I spent a week traveling around Dallas, interviewing doctors and administrators at Parkland who every day take care of hundreds of people who would be better cared for if they had money or if the social net provided them with better services. I spoke with some of Parkland’s patients and with staff at homeless shelters, food banks, pantries and job training centers that cater to those same people.
A nonprofit that spun out of Parkland, and a private tech company that spun out of the nonprofit, were building an electronic case management system to allow hospital staff to communicate with the food banks and homeless shelters to find out when their patients were visiting them, what kind of services they were getting, even the varieties of food they were choosing from the pantries. An early pilot showed that by focusing on people with severe diabetes or hypertension, the system could reduce emergency room visits. The software gave people at the shelters, pharmacies and pantries a window into whether people were getting the medications they needed, whether they had housing and whether they were eating fairly well.
The system was “a little big brotherish,” in the words of one patient I spoke with – but he didn’t experience it as Orwellian. Rather, he said, he felt that someone cared enough to look out for him.

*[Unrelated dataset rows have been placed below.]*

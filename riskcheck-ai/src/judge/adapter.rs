//! Judgement adapter: the never-failing side of the service boundary
//!
//! Each method makes exactly one service call and converts any failure
//! (transport, status, timeout, parse) into a typed fallback value with a
//! note explaining the substitution.

use super::normalize::normalize_judgement;
use super::prompts;
use super::{JudgeError, JudgementService};
use crate::taxonomy::ReferenceData;
use crate::types::{
    Grade, Judged, LegalAssessment, LegalGrade, MediaType, RiskAssessmentResult, RiskMatrix,
    SocialAssessment, VisualResult,
};
use std::path::Path;
use std::sync::Arc;
use tracing::{debug, warn};

pub const TRANSCRIPTION_PLACEHOLDER: &str =
    "Transcription could not be produced. No usable audio was recognised; upload again or try another model.";
pub const OCR_PLACEHOLDER: &str =
    "OCR extraction could not be produced. On-screen text may not have been readable.";
pub const VISUAL_PLACEHOLDER: &str =
    "Visual analysis could not be produced. Check the judgement service configuration and run again.";
pub const RISK_FALLBACK_REASON: &str =
    "Risk judgement failed; a provisional assessment is returned.";

/// Flag marking a placeholder visual result
pub const ANALYSIS_UNAVAILABLE_FLAG: &str = "analysis-unavailable";

/// Wraps a [`JudgementService`] and the shared reference data
#[derive(Clone)]
pub struct JudgementAdapter {
    service: Arc<dyn JudgementService>,
    reference: Arc<ReferenceData>,
}

impl JudgementAdapter {
    pub fn new(service: Arc<dyn JudgementService>, reference: Arc<ReferenceData>) -> Self {
        Self { service, reference }
    }

    pub fn reference(&self) -> &ReferenceData {
        &self.reference
    }

    pub async fn transcribe(&self, media: &Path, media_type: MediaType) -> Judged<String> {
        match self.service.transcribe(media, media_type).await {
            Ok(text) => Judged::Ok(text),
            Err(e) => {
                warn!("Transcription failed: {}", e);
                Judged::fallback(
                    TRANSCRIPTION_PLACEHOLDER.to_string(),
                    format!("Transcription failed, placeholder text returned: {}", e),
                )
            }
        }
    }

    pub async fn ocr(&self, media: &Path, media_type: MediaType) -> Judged<String> {
        match self.service.ocr(media, media_type).await {
            Ok(text) => Judged::Ok(text),
            Err(e) => {
                warn!("OCR failed: {}", e);
                Judged::fallback(
                    OCR_PLACEHOLDER.to_string(),
                    format!("OCR failed, placeholder text returned: {}", e),
                )
            }
        }
    }

    pub async fn analyze_visual(&self, media: &Path, media_type: MediaType) -> Judged<VisualResult> {
        let result = match self.service.analyze_visual(media, media_type).await {
            Ok(raw) => serde_json::from_value::<VisualResult>(raw).map_err(JudgeError::from),
            Err(e) => Err(e),
        };
        match result {
            Ok(visual) => Judged::Ok(visual),
            Err(e) => {
                warn!("Visual analysis failed: {}", e);
                Judged::fallback(
                    visual_placeholder(),
                    format!("Visual analysis failed, placeholder result returned: {}", e),
                )
            }
        }
    }

    /// One structured risk judgement over the selected extraction outputs
    pub async fn judge_risk(
        &self,
        transcript: &str,
        ocr_text: &str,
        visual: &VisualResult,
    ) -> Judged<RiskAssessmentResult> {
        let content = prompts::risk_content(&self.reference, transcript, ocr_text, visual);

        let result = match self
            .service
            .generate_structured(prompts::RISK_INSTRUCTION, &content)
            .await
        {
            Ok(raw) => normalize_judgement(&raw, &self.reference.taxonomy),
            Err(e) => Err(e),
        };

        match result {
            Ok(assessment) => {
                debug!(
                    social = %assessment.social.grade,
                    legal = %assessment.legal.grade,
                    tags = assessment.tags.len(),
                    "Risk judgement normalised"
                );
                Judged::Ok(assessment)
            }
            Err(e) => {
                warn!("Risk judgement failed: {}", e);
                let message = e.to_string();
                Judged::fallback(risk_fallback(&message), message)
            }
        }
    }

    /// Free-text reply used for extraction arbitration (empty on failure)
    pub async fn generate_text(&self, prompt: &str) -> Judged<String> {
        match self.service.generate_text(prompt).await {
            Ok(text) => Judged::Ok(text),
            Err(e) => {
                warn!("Text generation failed: {}", e);
                Judged::fallback(String::new(), e.to_string())
            }
        }
    }
}

pub fn visual_placeholder() -> VisualResult {
    VisualResult {
        summary: VISUAL_PLACEHOLDER.to_string(),
        segments: Vec::new(),
        risk_flags: vec![ANALYSIS_UNAVAILABLE_FLAG.to_string()],
    }
}

/// Provisional assessment returned when a judgement run fails
pub fn risk_fallback(note: &str) -> RiskAssessmentResult {
    RiskAssessmentResult {
        social: SocialAssessment {
            grade: Grade::C,
            reason: RISK_FALLBACK_REASON.to_string(),
            findings: Vec::new(),
        },
        legal: LegalAssessment {
            grade: LegalGrade::PotentialViolation,
            reason: RISK_FALLBACK_REASON.to_string(),
            recommendations: Some(
                "Check the judgement service configuration and run the analysis again.".to_string(),
            ),
            violations: Vec::new(),
            findings: Vec::new(),
        },
        matrix: RiskMatrix {
            position: [1, 2],
            ..RiskMatrix::default()
        },
        tags: Vec::new(),
        burn_risk: None,
        note: Some(note.to_string()),
    }
}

I reported out the story in painstaking detail without really knowing whether the hospital’s program will last or help improve patient’s health in the long run. Parkland isn’t the first big health care center to attack the “social determinants of health,” although this might be one of the most tech-healthy assaults on the problem. But whether the health care system can carry millions of people on its shoulders while the rest of the social system struggles remains to be seen.
Arthur Allen edits the eHealth vertical for Politico. The author of three non-fiction books on science and health, his work has appeared in The Washington Post, The New York Times, Global Health Matters and Science among other publications. He previously worked for The Associated Press for more than a dozen years with postings in several countries.